An Empirical Survey on the Early Adoption of DNS Certification Authority Authorization

TL;DR

This paper empirically examines the early adoption of DNS Certification Authority Authorization (CAA) among top domains, revealing modest adoption rates and limited use for wildcard certificates, contributing to understanding encryption technology deployment.

Contribution

It provides the first large-scale empirical analysis of early CAA adoption, highlighting adoption levels and market patterns before mandatory enforcement.

Findings

CAA adoption is below 2% among top domains

Wildcard CAA authorizations are rare

Market adoption partially reflects global certificate industry

Abstract

A new certification authority authorization (CAA) resource record for the domain name system (DNS) was standardized in 2013. Motivated by the later 2017 decision to enforce mandatory CAA checking for most certificate authorities, this paper surveys the early adoption of CAA by using an empirical sample collected from the Alexa's top-million domains.

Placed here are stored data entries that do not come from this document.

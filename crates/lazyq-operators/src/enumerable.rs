//! `Enumerable<T>`: a reusable, deferred sequence.
//!
//! A sequence is a cursor factory plus what is known about its shape. It owns
//! no cursor state; every `cursor()` call manufactures an independent one.
//! Source adapters are explicit constructors (`from_vec`, `from_iterable`,
//! `from_iter_once`, `from_factory`, ...); nothing sniffs the argument type
//! at runtime.

use std::collections::{BTreeMap, BTreeSet, HashMap, HashSet};
use std::fmt;
use std::hash::Hash;
use std::rc::Rc;

use lazyq_core::{Error, QueryConfig, Result, SinglePassPolicy};
use lazyq_cursor::{
    BoxedEnumerator, EmptyCursor, EnumeratorExt, IterCursor, OnceCursor, PullTracker, Setup,
    SliceCursor, StateMachine, Step, TrackedCursor, Values,
};

/// What a sequence knows about its elements without enumerating them.
pub(crate) enum Shape<T> {
    /// Random-access storage with a known length.
    Indexed(Rc<[T]>),
    /// Known length, no random access (sets, maps, ranges).
    Sized(usize),
    /// Must be enumerated to learn anything.
    Unknown,
    /// Backed (directly or upstream) by a one-shot iterator.
    SinglePass,
}

impl<T> Clone for Shape<T> {
    fn clone(&self) -> Self {
        match self {
            Shape::Indexed(items) => Shape::Indexed(Rc::clone(items)),
            Shape::Sized(n) => Shape::Sized(*n),
            Shape::Unknown => Shape::Unknown,
            Shape::SinglePass => Shape::SinglePass,
        }
    }
}

pub struct Enumerable<T> {
    factory: Rc<dyn Fn() -> BoxedEnumerator<T>>,
    shape: Shape<T>,
    config: Rc<QueryConfig>,
}

impl<T> Clone for Enumerable<T> {
    fn clone(&self) -> Self {
        Self {
            factory: Rc::clone(&self.factory),
            shape: self.shape.clone(),
            config: Rc::clone(&self.config),
        }
    }
}

impl<T> fmt::Debug for Enumerable<T> {
    fn fmt(&self, f: &mut fmt::Formatter<'_>) -> fmt::Result {
        let shape = match &self.shape {
            Shape::Indexed(items) => format!("indexed({})", items.len()),
            Shape::Sized(n) => format!("sized({n})"),
            Shape::Unknown => "deferred".to_string(),
            Shape::SinglePass => "single-pass".to_string(),
        };
        f.debug_struct("Enumerable")
            .field("shape", &shape)
            .field("config", &self.config)
            .finish()
    }
}

impl<T: 'static> Enumerable<T> {
    fn with_shape<F>(shape: Shape<T>, factory: F) -> Self
    where
        F: Fn() -> BoxedEnumerator<T> + 'static,
    {
        Self {
            factory: Rc::new(factory),
            shape,
            config: Rc::new(QueryConfig::default()),
        }
    }

    /// Sequence over an explicit zero-argument cursor factory.
    pub fn from_factory<F>(factory: F) -> Self
    where
        F: Fn() -> BoxedEnumerator<T> + 'static,
    {
        Self::with_shape(Shape::Unknown, factory)
    }

    /// Like `from_factory`, for sources whose length is known up front.
    /// `count()` answers from `len` without calling the factory.
    pub fn from_factory_sized<F>(len: usize, factory: F) -> Self
    where
        F: Fn() -> BoxedEnumerator<T> + 'static,
    {
        Self::with_shape(Shape::Sized(len), factory)
    }

    pub fn empty() -> Self {
        Self::with_shape(Shape::Sized(0), || -> BoxedEnumerator<T> {
            Box::new(EmptyCursor::new())
        })
    }

    pub fn from_vec(items: Vec<T>) -> Self {
        Self::from_shared(items.into())
    }

    /// Sequence over shared indexed storage. The storage is only read.
    pub fn from_shared(items: Rc<[T]>) -> Self {
        let storage = Rc::clone(&items);
        Self::with_shape(Shape::Indexed(items), move || -> BoxedEnumerator<T> {
            Box::new(SliceCursor::new(Rc::clone(&storage)))
        })
    }

    /// Sequence over a re-iterable source; each cursor iterates a clone of it.
    pub fn from_iterable<I>(source: I) -> Self
    where
        I: IntoIterator<Item = T> + Clone + 'static,
    {
        Self::with_shape(Shape::Unknown, move || -> BoxedEnumerator<T> {
            Box::new(IterCursor::new(source.clone()))
        })
    }

    /// Like `from_iterable` with a length known up front.
    pub fn from_sized_iterable<I>(len: usize, source: I) -> Self
    where
        I: IntoIterator<Item = T> + Clone + 'static,
    {
        Self::with_shape(Shape::Sized(len), move || -> BoxedEnumerator<T> {
            Box::new(IterCursor::new(source.clone()))
        })
    }

    /// Sequence over a one-shot iterator.
    ///
    /// All cursors pull from the same underlying iterator, so a second cursor
    /// continues where the first stopped, and `restart()` fails with
    /// `Error::RestartUnsupported`.
    pub fn from_iter_once<I>(iter: I) -> Self
    where
        I: IntoIterator<Item = T>,
        I::IntoIter: 'static,
    {
        let shared = OnceCursor::share(iter.into_iter());
        Self::with_shape(Shape::SinglePass, move || -> BoxedEnumerator<T> {
            Box::new(OnceCursor::new(Rc::clone(&shared)))
        })
    }

    /// Manufacture a fresh, independent cursor.
    #[inline]
    pub fn cursor(&self) -> BoxedEnumerator<T> {
        (self.factory)()
    }

    pub fn config(&self) -> &QueryConfig {
        &self.config
    }

    /// Same sequence, different config. Operators built on the result
    /// inherit `config`.
    pub fn with_config(&self, config: QueryConfig) -> Self {
        Self {
            factory: Rc::clone(&self.factory),
            shape: self.shape.clone(),
            config: Rc::new(config),
        }
    }

    pub fn is_single_pass(&self) -> bool {
        matches!(self.shape, Shape::SinglePass)
    }

    /// Length, if known without enumerating.
    pub fn len_hint(&self) -> Option<usize> {
        match &self.shape {
            Shape::Indexed(items) => Some(items.len()),
            Shape::Sized(n) => Some(*n),
            Shape::Unknown | Shape::SinglePass => None,
        }
    }

    pub(crate) fn as_slice(&self) -> Option<&[T]> {
        match &self.shape {
            Shape::Indexed(items) => Some(items),
            _ => None,
        }
    }

    pub(crate) fn shared_config(&self) -> Rc<QueryConfig> {
        Rc::clone(&self.config)
    }

    pub(crate) fn capacity_hint(&self) -> usize {
        self.config.buffer_capacity_hint
    }

    /// Report every cursor and pull of this sequence to `tracker`.
    /// Shape is preserved, so fast paths still bypass the cursor.
    pub fn tracked(&self, tracker: &PullTracker) -> Self {
        let factory = Rc::clone(&self.factory);
        let tracker = tracker.clone();
        Self {
            factory: Rc::new(move || -> BoxedEnumerator<T> {
                Box::new(TrackedCursor::new(factory(), tracker.clone()))
            }),
            shape: self.shape.clone(),
            config: Rc::clone(&self.config),
        }
    }

    /// Build a state-machine sequence downstream of `self`.
    pub(crate) fn derive<U, S>(&self, setup: S) -> Enumerable<U>
    where
        U: 'static,
        S: Fn() -> Step<U> + 'static,
    {
        Enumerable::from_setup(self.is_single_pass(), Rc::clone(&self.config), setup)
    }

    /// Build a state-machine sequence downstream of `self` and `other`.
    pub(crate) fn derive_with<V, U, S>(&self, other: &Enumerable<V>, setup: S) -> Enumerable<U>
    where
        V: 'static,
        U: 'static,
        S: Fn() -> Step<U> + 'static,
    {
        let single_pass = self.is_single_pass() || other.is_single_pass();
        Enumerable::from_setup(single_pass, Rc::clone(&self.config), setup)
    }

    fn from_setup<S>(single_pass: bool, config: Rc<QueryConfig>, setup: S) -> Self
    where
        S: Fn() -> Step<T> + 'static,
    {
        let setup: Setup<T> = Rc::new(setup);
        Self {
            factory: Rc::new(move || -> BoxedEnumerator<T> {
                let setup = Rc::clone(&setup);
                if single_pass {
                    Box::new(StateMachine::single_pass(setup))
                } else {
                    Box::new(StateMachine::new(setup))
                }
            }),
            shape: if single_pass {
                Shape::SinglePass
            } else {
                Shape::Unknown
            },
            config,
        }
    }

    /// Whether an operator that enumerates twice must buffer first.
    pub(crate) fn two_pass_buffered(&self, op: &'static str) -> Result<bool> {
        if !self.is_single_pass() {
            return Ok(false);
        }
        match self.config.single_pass {
            SinglePassPolicy::Reject => Err(Error::SinglePass { op }),
            SinglePassPolicy::Buffer => Ok(true),
        }
    }
}

impl<T: Clone + 'static> Enumerable<T> {
    pub fn from_slice(items: &[T]) -> Self {
        Self::from_shared(items.into())
    }

    /// `value` repeated `count` times.
    pub fn repeat(value: T, count: usize) -> Self {
        Self::from_sized_iterable(count, std::iter::repeat(value).take(count))
    }

    /// `std` iterator over a fresh cursor.
    pub fn iter(&self) -> Values<BoxedEnumerator<T>> {
        self.cursor().values()
    }

    /// Drain a fresh cursor into a vector.
    pub(crate) fn materialize(&self) -> Vec<T> {
        if let Some(items) = self.as_slice() {
            return items.to_vec();
        }
        let mut items = Vec::with_capacity(self.len_hint().unwrap_or(self.capacity_hint()));
        let mut cursor = self.cursor();
        while let Some(item) = cursor.next_value() {
            items.push(item);
        }
        items
    }

    /// Cursor plus total length for operators that size a window first.
    ///
    /// Re-iterable sources are counted and then enumerated again; buffered
    /// single-pass sources are drained once and served from the buffer.
    pub(crate) fn two_pass_cursor(&self, buffered: bool) -> (BoxedEnumerator<T>, usize) {
        if buffered {
            let items = self.materialize();
            let total = items.len();
            #[cfg(feature = "tracing")]
            tracing::trace!(total, "buffered single-pass source");
            (Box::new(SliceCursor::new(items.into())), total)
        } else {
            let total = self.count();
            #[cfg(feature = "tracing")]
            tracing::trace!(total, "sized source for trailing window");
            (self.cursor(), total)
        }
    }
}

impl Enumerable<char> {
    /// A string as a sequence of `char`s.
    pub fn from_chars(s: &str) -> Self {
        let chars: Vec<char> = s.chars().collect();
        Self::from_vec(chars)
    }
}

impl Enumerable<i64> {
    /// Integers in `from..to`.
    pub fn range(from: i64, to: i64) -> Result<Self> {
        if from > to {
            return Err(Error::out_of_range(
                "from",
                from,
                "must not be greater than 'to'",
            ));
        }
        let len = usize::try_from(to.abs_diff(from))
            .map_err(|_| Error::out_of_range("to", to, "range length exceeds usize"))?;
        Ok(Self::from_sized_iterable(len, from..to))
    }
}

impl<T: Clone + 'static> From<Vec<T>> for Enumerable<T> {
    fn from(items: Vec<T>) -> Self {
        Self::from_vec(items)
    }
}

impl<T: Clone + 'static> From<&[T]> for Enumerable<T> {
    fn from(items: &[T]) -> Self {
        Self::from_slice(items)
    }
}

impl From<&str> for Enumerable<char> {
    fn from(s: &str) -> Self {
        Self::from_chars(s)
    }
}

impl<T> From<HashSet<T>> for Enumerable<T>
where
    T: Clone + Eq + Hash + 'static,
{
    fn from(set: HashSet<T>) -> Self {
        Self::from_sized_iterable(set.len(), set)
    }
}

impl<T> From<BTreeSet<T>> for Enumerable<T>
where
    T: Clone + Ord + 'static,
{
    fn from(set: BTreeSet<T>) -> Self {
        Self::from_sized_iterable(set.len(), set)
    }
}

impl<K, V> From<HashMap<K, V>> for Enumerable<(K, V)>
where
    K: Clone + Eq + Hash + 'static,
    V: Clone + 'static,
{
    fn from(map: HashMap<K, V>) -> Self {
        Self::from_sized_iterable(map.len(), map)
    }
}

impl<K, V> From<BTreeMap<K, V>> for Enumerable<(K, V)>
where
    K: Clone + Ord + 'static,
    V: Clone + 'static,
{
    fn from(map: BTreeMap<K, V>) -> Self {
        Self::from_sized_iterable(map.len(), map)
    }
}

impl<T: Clone + 'static> FromIterator<T> for Enumerable<T> {
    fn from_iter<I: IntoIterator<Item = T>>(iter: I) -> Self {
        Self::from_vec(iter.into_iter().collect())
    }
}

impl<'a, T: Clone + 'static> IntoIterator for &'a Enumerable<T> {
    type Item = T;
    type IntoIter = Values<BoxedEnumerator<T>>;

    fn into_iter(self) -> Self::IntoIter {
        self.iter()
    }
}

According to the results, (i) the adoption of CAA is still at a modest level; only a little below two percent of the popular domains sampled have adopted CAA. Among the domains that have adopted CAA, (ii) authorizations dealing with wildcard certificates are rare compared to conventional certificates. Interestingly, (iii) the results only partially reflect the market structure of the global certificate business. With these timely results, the paper contributes to the ongoing large-scale empirical research on the use of encryption technologies.